Monte Minute‎ > ‎Monte Minute‎ > ‎

Tuberculous Peritonitis - 11/23/2012

posted Nov 23, 2012, 2:20 PM by Monique Tanna   [ updated Dec 27, 2012, 6:46 AM by Purnema Madahar ]
Today's CRS described a 34 year old male originally from Mexico who presented to clinic with 5 days of abominal pain, worst in the epigastrium and RUQ.  Pt also reported nausea, vomiting and decreased appetite for 1-2 weeks, along with several loose stools per day.  He had subjective fevers and chills for 5 days, as well as increased abdominal girth.  He had a history of active EtOH (14-15 beers daily) and cocaine use. 

Exam revealed a temperature of 100.6, HR 120, BP 126/77, a thin male with jaundice, scleral icterus, cervical/supraclavicular LAD, distended abdomen with dullness to percussion, hepatomegaly, tenderness of RUQ and epigastrium.  Labs: Na 130, wbc 6.9, h/h 14.4, plt 168, amylase/lipase 53/67, albumin 3.1, bili's 3.7/1.8, AST/ALT 107/57, alk phos 147, etoh < 10, paracentesis: SAAG 0.9, wbc 960 52% lymphs.  Imaging: new large ascites (compared to 4/2011), R pleural effusion, R base infiltrate. 

The patient was initially treated for SBP & CAP but had persistent fevers, and developed bilateral pleural effusions.  Thoracentesis was done, showing an exudative effusion with 2750 wbc, 92% lymphs.  Repeat paracentesis: SAAG 0.7, wbc 580 with 90% lymphs.  AFB sputum neg, ascites AFB neg.  HIV negative, PPD negative, quantiferon positive.  FNA of L cervical nodes: necrotic tissue with granular debris (nonspecific but can be seen in TB).  Pleural biopsy: reactive changes, acute inflammation and edema.  Pt was empirically treated with RIPE for extrapulmonary TB peritonitis and rapidly improved and defervesced.  Pleural and ascitic fluid cultures eventually grew mycobacterium tuberculosis.

Attached is a review on tuberculous pleural effusions (although our patient had more than just TB pleuritis), as well as paper on the ADA test describing its sensitivity and specificity (courtesy of Zach Rosner!)
Update on Tuberculous Pleural Effusion
Light RW. Update on tuberculous pleural effusion. Respirology. 2010 Apr;15(3):451-8. Epub 2010 Mar 21.

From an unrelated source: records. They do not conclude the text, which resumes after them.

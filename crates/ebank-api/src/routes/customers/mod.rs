//! Customer routes - Customer table, creation and search
//!
//! Structure:
//! - api.rs: JSON API and HTMX endpoints
//! - page.rs: Full page rendering

pub mod api;
pub mod page;

pub use api::{api_customers, htmx_customer_delete, htmx_customer_search, htmx_customer_store};
pub use page::{page_customer_new, page_customers, render_customer_form, render_customer_row};
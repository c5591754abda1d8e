//! E-Bank web main entry point

use anyhow::Context;
use clap::Parser;
use ebank_api::start_server;
use ebank_config::{Config, ConfigError};
use ebank_core::Bank;
use std::path::{Path, PathBuf};
use tokio::runtime::Runtime;

#[derive(Parser, Debug)]
#[command(name = "ebank-web")]
#[command(version = "0.1.0")]
#[command(about = "A lightweight HTMX web front-end for an E-Bank REST backend", long_about = None)]
struct Args {
    /// Configuration file path
    #[arg(short, long, default_value = "config.yaml")]
    config: PathBuf,

    /// Override backend.base_url
    #[arg(long)]
    backend_url: Option<String>,

    /// Override server.port
    #[arg(short, long)]
    port: Option<u16>,

    /// Print a default configuration file and exit
    #[arg(long)]
    print_default_config: bool,
}

/// Load the config file; a missing file means defaults plus a warning to log
/// once logging is up.
fn load_config(path: &Path) -> anyhow::Result<(Config, Option<String>)> {
    match Config::load(path) {
        Ok(config) => Ok((config, None)),
        Err(e @ ConfigError::FileNotFound { .. }) => Ok((
            Config::default(),
            Some(format!("{}, using built-in defaults", e)),
        )),
        Err(e) => Err(anyhow::anyhow!("{}", e.to_details()))
            .with_context(|| format!("Failed to load configuration from {}", path.display())),
    }
}

fn main() -> anyhow::Result<()> {
    let args = Args::parse();

    if args.print_default_config {
        print!("{}", Config::generate_default());
        return Ok(());
    }

    let (mut config, warning) = load_config(&args.config)?;
    if let Some(url) = args.backend_url {
        config.backend.base_url = url;
    }
    if let Some(port) = args.port {
        config.server.port = port;
    }
    config
        .validate()
        .map_err(|e| anyhow::anyhow!("{}", e.to_details()))
        .context("Invalid configuration")?;

    env_logger::Builder::from_env(env_logger::Env::default().default_filter_or(config.logging.level.as_str()))
        .init();

    if let Some(warning) = warning {
        log::warn!("{}", warning);
    }
    log::info!(
        "Config loaded: backend={}, page_size={}",
        config.backend.base_url,
        config.pagination.page_size
    );

    let bank = Bank::from_config(config).map_err(|e| anyhow::anyhow!("{}", e.to_details()))?;

    let rt = Runtime::new()?;
    rt.block_on(start_server(bank))
        .context("Server error")?;

    Ok(())
}
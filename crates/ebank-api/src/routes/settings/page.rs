//! Settings page rendering - Full page endpoints

use crate::AppState;
use ebank_core::format::format_currency;
use ebank_utils::escape_html;
use rust_decimal::Decimal;

pub async fn page_settings(
    state: axum::extract::State<AppState>,
    headers: axum::http::HeaderMap,
) -> axum::response::Html<String> {
    let config = &state.config;
    let sample = format_currency(Decimal::new(-123456789, 2), &config.currency);

    let inner_content = format!(
        r#"<div class='mb-6'><h2 class='text-2xl font-bold'>Settings</h2>
            <p class='text-sm text-gray-500'>Read-only view of the running configuration.</p></div>
        <div class='bg-white rounded-xl shadow-sm p-6 mb-6'>
            <h3 class='text-lg font-semibold mb-4'>Server</h3>
            <div class='grid grid-cols-2 gap-4'>
                <div><p class='text-sm text-gray-500'>Host</p><p class='font-medium'>{}</p></div>
                <div><p class='text-sm text-gray-500'>Port</p><p class='font-medium'>{}</p></div>
            </div>
        </div>
        <div class='bg-white rounded-xl shadow-sm p-6 mb-6'>
            <h3 class='text-lg font-semibold mb-4'>Banking Backend</h3>
            <div class='grid grid-cols-2 gap-4'>
                <div><p class='text-sm text-gray-500'>Base URL</p><p class='font-medium font-mono'>{}</p></div>
                <div><p class='text-sm text-gray-500'>Request timeout</p><p class='font-medium'>{}s</p></div>
            </div>
        </div>
        <div class='bg-white rounded-xl shadow-sm p-6 mb-6'>
            <h3 class='text-lg font-semibold mb-4'>Display</h3>
            <div class='grid grid-cols-2 gap-4'>
                <div><p class='text-sm text-gray-500'>History page size</p><p class='font-medium'>{}</p></div>
                <div><p class='text-sm text-gray-500'>Currency symbol</p><p class='font-medium'>{}</p></div>
                <div><p class='text-sm text-gray-500'>Decimal places</p><p class='font-medium'>{}</p></div>
                <div><p class='text-sm text-gray-500'>Sample amount</p><p class='font-medium'>{}</p></div>
            </div>
        </div>
        <div class='bg-white rounded-xl shadow-sm p-6'>
            <h3 class='text-lg font-semibold mb-4'>Logging</h3>
            <div><p class='text-sm text-gray-500'>Level</p><p class='font-medium'>{}</p></div>
        </div>"#,
        escape_html(&config.server.host),
        config.server.port,
        escape_html(&config.backend.base_url),
        config.backend.timeout_secs,
        config.pagination.page_size,
        escape_html(&config.currency.symbol),
        config.currency.decimal_places,
        escape_html(&sample),
        escape_html(&config.logging.level)
    );

    axum::response::Html(crate::page_response(&headers, "Settings", "/settings", &inner_content))
}
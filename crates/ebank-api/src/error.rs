//! Error types for ebank-api

use axum::http::StatusCode;
use axum::response::{IntoResponse, Response};
use axum::Json;
use ebank_core::error::ErrorCode;
use ebank_core::CoreError;
use thiserror::Error;

#[derive(Error, Debug)]
pub enum ApiError {
    #[error("Bad request: {message}")]
    BadRequest { message: String },

    #[error(transparent)]
    Core(#[from] CoreError),
}

impl ApiError {
    pub fn status(&self) -> StatusCode {
        match self {
            ApiError::BadRequest { .. } => StatusCode::BAD_REQUEST,
            ApiError::Core(e) => match e.code() {
                ErrorCode::ValidationError => StatusCode::BAD_REQUEST,
                ErrorCode::AccountNotFound => StatusCode::NOT_FOUND,
                ErrorCode::BackendError | ErrorCode::BackendUnavailable => StatusCode::BAD_GATEWAY,
                ErrorCode::ConfigError => StatusCode::INTERNAL_SERVER_ERROR,
            },
        }
    }

    fn body(&self) -> serde_json::Value {
        match self {
            ApiError::BadRequest { message } => serde_json::json!({
                "code": "BAD_REQUEST",
                "message": message,
                "suggestions": [],
            }),
            ApiError::Core(e) => {
                let details = e.to_details();
                serde_json::json!({
                    "code": details.code,
                    "message": details.message,
                    "suggestions": details.suggestions,
                })
            }
        }
    }
}

impl IntoResponse for ApiError {
    fn into_response(self) -> Response {
        (self.status(), Json(self.body())).into_response()
    }
}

Diagnostic Accuracy of ADA Test
Liang QL, Shi HZ, Wang K, Qin SM, Qin XJ. Diagnostic accuracy of adenosine deaminase in tuberculous pleurisy: a meta-analysis. Respir Med. 2008 May;102(5):744-54. Epub 2008 Jan 28.

Some comments from Dr. LeFrancois: Note meta-analysis paper cutoff definition for positive ADA test in its cited 63 papers varies but in all cases was >27 IU/L (the ADA value from pleural fluid in our CRS case from earlier today)!  In purusing table 1 of article it looks like 30IU/L was lowest cutoff chosen to define positive in many of the studies.   It seems to me that forest plot provided in the meta-analysis reports sens and spec for definition of positive that was used in each paper, and plot does not (unfortunately) give accuracy information for alternative cutoff points (like 27 IU/L). 

However, from glancing through table 1, even those papers that chose a relatively low cutoff (e.g. 30IU/L) there seems to be decent specificity so perhaps a value of 27IU/L gets the PPV up there a significant bit in our patient....although yes, of course, not a complete slam dunk.  I think the meta-analysis more actually pushes the alternative point that a negative ADA does still leaves a 10% FN rate which is pretty high when talking about TB pleurisy and the consequences of missing that dx.
 
Of course Elena's point (at CRS) that even if positive test with its decent specificity and significant PPV leaves unanswered questions regarding pathogen resistance data (not an insignificant issue given modern era of MDR TB!) and therefore the ADA as a dx test for this reason and others is not a panacea in the world of TB pleurisy!